__WHAT YOU HAVE TO DO__: Copy the lines below that contain "join".

__MATERIAL PROVIDED__:
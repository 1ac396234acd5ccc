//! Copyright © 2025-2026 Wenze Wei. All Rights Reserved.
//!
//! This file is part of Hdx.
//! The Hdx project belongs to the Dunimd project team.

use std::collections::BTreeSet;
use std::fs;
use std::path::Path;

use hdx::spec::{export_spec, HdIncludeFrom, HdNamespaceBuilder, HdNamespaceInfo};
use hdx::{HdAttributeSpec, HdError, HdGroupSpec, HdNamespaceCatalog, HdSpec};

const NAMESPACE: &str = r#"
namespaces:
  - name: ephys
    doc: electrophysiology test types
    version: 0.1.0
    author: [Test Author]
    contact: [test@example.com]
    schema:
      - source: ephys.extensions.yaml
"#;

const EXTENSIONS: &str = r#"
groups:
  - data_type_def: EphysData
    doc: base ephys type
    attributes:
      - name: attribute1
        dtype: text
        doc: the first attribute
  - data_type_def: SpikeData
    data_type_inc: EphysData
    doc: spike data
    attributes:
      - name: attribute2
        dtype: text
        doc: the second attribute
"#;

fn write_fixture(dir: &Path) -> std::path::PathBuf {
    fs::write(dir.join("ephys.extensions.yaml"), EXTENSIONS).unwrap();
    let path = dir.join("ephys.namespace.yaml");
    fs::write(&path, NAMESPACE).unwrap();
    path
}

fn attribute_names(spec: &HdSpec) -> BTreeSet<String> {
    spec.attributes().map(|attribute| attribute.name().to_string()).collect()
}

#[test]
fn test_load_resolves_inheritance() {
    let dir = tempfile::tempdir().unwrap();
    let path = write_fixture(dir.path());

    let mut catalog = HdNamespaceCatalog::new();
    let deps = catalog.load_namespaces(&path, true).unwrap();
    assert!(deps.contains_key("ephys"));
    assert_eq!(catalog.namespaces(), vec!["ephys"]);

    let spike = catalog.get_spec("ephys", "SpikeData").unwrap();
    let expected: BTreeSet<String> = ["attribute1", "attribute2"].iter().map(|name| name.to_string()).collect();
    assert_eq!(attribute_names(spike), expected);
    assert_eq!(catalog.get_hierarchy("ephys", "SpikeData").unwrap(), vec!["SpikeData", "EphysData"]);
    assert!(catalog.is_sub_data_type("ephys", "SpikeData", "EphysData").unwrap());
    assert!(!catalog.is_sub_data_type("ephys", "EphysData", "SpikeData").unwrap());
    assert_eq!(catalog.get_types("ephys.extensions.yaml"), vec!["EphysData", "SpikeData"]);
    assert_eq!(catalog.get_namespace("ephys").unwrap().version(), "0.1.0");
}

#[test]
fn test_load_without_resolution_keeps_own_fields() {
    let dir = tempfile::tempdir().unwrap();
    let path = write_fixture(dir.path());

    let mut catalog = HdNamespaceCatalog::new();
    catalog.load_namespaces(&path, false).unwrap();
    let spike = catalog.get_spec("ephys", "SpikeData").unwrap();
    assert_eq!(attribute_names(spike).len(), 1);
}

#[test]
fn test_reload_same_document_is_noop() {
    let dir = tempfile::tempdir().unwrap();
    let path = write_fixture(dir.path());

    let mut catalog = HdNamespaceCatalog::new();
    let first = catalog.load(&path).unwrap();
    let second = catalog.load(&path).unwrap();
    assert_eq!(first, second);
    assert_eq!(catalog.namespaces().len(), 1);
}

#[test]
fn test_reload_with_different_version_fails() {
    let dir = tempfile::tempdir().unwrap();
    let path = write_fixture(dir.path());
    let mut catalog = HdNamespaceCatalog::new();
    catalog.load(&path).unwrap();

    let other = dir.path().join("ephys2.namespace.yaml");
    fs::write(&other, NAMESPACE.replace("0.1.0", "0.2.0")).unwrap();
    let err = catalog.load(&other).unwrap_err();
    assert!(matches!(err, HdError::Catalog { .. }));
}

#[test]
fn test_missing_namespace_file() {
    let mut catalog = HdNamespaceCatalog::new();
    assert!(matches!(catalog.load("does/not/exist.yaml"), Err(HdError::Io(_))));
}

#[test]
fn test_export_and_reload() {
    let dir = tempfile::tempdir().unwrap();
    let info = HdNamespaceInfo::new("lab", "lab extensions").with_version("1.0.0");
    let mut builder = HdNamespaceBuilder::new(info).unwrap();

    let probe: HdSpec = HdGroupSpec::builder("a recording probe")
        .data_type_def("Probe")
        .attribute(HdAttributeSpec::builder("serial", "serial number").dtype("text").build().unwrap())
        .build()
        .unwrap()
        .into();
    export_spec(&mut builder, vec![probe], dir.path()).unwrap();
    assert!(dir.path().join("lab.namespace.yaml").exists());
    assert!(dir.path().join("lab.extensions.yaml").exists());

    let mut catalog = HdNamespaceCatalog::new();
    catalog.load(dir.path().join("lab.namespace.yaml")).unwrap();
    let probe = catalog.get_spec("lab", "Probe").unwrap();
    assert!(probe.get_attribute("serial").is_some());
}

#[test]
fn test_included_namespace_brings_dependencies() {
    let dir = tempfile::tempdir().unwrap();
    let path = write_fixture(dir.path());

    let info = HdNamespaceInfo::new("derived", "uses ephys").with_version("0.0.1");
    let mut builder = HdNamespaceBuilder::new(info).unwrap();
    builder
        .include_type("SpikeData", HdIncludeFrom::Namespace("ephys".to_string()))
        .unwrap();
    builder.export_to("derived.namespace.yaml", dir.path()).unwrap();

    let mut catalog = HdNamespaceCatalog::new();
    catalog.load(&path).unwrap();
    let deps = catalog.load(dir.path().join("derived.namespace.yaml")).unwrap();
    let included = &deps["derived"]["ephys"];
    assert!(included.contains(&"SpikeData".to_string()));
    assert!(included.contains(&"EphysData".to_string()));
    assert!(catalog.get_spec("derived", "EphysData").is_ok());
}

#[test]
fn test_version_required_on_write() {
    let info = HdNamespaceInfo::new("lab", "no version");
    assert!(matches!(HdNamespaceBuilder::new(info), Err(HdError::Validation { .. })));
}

__RESPONSE__:
    fs::write(dir.join("ephys.extensions.yaml"), EXTENSIONS).unwrap();
    let path = dir.join("ephys.namespace.yaml");
    let other = dir.path().join("ephys2.namespace.yaml");
    assert!(dir.path().join("lab.namespace.yaml").exists());
    assert!(dir.path().join("lab.extensions.yaml").exists());
    catalog.load(dir.path().join("lab.namespace.yaml")).unwrap();
    let deps = catalog.load(dir.path().join("derived.namespace.yaml")).unwrap();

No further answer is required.